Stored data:

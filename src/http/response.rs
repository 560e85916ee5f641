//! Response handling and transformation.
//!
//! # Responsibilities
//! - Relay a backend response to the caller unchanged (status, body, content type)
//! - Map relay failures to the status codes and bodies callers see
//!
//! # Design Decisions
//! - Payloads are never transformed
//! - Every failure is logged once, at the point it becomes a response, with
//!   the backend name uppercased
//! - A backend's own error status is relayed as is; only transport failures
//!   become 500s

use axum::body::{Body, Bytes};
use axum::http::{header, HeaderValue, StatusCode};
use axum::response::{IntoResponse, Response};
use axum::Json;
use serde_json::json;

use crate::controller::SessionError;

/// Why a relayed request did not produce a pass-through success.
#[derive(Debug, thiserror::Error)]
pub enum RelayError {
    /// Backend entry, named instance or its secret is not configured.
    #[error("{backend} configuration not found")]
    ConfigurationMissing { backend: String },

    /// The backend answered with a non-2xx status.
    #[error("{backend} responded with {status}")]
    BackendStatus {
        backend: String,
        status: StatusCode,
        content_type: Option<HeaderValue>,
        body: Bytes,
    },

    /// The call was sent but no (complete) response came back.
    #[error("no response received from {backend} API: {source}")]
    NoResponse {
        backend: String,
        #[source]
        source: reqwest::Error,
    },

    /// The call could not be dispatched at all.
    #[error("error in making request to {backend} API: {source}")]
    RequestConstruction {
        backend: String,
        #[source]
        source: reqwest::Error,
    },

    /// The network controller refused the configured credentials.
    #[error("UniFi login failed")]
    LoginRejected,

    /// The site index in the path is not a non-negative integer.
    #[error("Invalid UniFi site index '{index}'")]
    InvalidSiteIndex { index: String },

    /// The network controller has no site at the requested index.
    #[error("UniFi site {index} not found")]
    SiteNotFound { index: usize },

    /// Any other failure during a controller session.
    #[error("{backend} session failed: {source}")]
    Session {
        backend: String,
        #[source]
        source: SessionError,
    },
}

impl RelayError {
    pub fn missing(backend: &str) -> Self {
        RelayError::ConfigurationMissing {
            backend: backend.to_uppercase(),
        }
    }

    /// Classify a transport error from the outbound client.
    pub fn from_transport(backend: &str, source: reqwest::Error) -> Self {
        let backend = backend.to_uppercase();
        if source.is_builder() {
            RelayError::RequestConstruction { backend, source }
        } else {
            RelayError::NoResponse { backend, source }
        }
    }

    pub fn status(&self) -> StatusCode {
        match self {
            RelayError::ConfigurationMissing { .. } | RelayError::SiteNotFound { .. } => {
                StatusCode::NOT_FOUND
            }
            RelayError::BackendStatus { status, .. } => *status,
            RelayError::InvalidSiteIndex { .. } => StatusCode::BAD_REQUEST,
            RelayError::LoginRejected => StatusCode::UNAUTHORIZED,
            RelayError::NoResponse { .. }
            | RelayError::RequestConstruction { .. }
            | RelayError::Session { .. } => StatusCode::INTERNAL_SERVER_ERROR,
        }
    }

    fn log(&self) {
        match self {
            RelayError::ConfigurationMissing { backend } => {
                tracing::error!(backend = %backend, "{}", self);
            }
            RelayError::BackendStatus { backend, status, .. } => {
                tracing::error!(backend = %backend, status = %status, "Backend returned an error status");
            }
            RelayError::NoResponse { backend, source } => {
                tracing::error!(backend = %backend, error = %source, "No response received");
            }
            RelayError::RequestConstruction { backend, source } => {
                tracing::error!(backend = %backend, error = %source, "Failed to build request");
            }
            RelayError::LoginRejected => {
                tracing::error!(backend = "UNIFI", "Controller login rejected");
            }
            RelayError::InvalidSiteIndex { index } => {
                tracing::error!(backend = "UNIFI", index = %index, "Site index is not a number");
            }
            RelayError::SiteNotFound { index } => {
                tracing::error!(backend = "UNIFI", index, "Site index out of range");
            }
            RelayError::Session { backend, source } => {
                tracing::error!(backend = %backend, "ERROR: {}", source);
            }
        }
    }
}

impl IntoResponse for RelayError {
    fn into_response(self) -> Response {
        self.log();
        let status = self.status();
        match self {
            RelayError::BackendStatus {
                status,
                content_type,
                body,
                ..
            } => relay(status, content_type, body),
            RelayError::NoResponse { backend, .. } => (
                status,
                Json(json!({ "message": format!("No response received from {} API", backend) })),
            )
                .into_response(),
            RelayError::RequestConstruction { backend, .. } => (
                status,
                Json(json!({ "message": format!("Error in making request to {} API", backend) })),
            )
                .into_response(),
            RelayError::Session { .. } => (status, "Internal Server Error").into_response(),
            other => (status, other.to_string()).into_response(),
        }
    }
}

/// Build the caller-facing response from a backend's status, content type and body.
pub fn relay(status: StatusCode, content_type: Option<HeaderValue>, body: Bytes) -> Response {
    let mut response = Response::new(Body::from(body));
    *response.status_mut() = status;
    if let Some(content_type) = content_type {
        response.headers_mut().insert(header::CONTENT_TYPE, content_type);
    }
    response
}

---

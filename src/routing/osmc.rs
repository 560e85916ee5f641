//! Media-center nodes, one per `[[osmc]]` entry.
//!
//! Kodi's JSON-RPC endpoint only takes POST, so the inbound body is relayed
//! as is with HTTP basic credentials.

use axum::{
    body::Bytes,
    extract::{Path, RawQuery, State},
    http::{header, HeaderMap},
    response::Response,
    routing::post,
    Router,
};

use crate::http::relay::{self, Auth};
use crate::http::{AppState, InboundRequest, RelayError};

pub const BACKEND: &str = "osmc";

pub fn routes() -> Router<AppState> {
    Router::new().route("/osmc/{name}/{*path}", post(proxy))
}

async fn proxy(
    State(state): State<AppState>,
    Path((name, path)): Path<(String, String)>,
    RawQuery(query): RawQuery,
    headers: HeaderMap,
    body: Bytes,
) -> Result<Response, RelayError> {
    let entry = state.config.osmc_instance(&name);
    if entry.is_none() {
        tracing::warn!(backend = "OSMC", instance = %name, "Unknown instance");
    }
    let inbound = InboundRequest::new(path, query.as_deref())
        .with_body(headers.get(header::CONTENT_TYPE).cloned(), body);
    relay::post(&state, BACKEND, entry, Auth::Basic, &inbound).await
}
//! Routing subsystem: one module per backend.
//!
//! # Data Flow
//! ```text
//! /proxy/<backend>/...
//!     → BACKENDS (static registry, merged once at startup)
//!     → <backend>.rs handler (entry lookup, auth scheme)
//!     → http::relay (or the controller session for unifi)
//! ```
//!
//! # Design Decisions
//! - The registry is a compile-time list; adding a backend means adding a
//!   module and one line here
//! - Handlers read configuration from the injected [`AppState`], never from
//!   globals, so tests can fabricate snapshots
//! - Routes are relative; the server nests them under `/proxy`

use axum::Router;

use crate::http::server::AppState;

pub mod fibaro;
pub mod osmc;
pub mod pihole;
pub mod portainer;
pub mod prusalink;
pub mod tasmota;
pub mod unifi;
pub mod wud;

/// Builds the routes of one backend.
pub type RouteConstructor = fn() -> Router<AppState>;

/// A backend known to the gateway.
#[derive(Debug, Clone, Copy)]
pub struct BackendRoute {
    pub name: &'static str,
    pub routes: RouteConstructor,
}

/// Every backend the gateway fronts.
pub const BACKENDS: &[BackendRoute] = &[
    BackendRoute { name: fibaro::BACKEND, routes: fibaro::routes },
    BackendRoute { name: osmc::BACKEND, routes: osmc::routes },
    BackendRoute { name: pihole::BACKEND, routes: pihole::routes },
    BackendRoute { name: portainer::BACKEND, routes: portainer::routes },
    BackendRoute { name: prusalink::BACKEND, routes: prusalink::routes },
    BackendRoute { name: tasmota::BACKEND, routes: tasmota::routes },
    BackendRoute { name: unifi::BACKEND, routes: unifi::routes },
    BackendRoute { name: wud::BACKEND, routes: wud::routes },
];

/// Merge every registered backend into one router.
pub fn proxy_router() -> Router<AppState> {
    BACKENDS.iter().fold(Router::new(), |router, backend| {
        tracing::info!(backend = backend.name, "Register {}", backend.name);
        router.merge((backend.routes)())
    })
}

__WHAT THE TASK REQUIRES__. Print exactly the lines above from the one with "use crate::http::server::AppState;" to the one with "pub const BACKENDS: &[BackendRoute]", including both.

__ANSWER SECTION__.
use crate::http::server::AppState;

pub mod fibaro;
pub mod osmc;
pub mod pihole;
pub mod portainer;
pub mod prusalink;
pub mod tasmota;
pub mod unifi;
pub mod wud;

/// Builds the routes of one backend.
pub type RouteConstructor = fn() -> Router<AppState>;

/// A backend known to the gateway.
#[derive(Debug, Clone, Copy)]
pub struct BackendRoute {
    pub name: &'static str,
    pub routes: RouteConstructor,
}

/// Every backend the gateway fronts.
pub const BACKENDS: &[BackendRoute] = &[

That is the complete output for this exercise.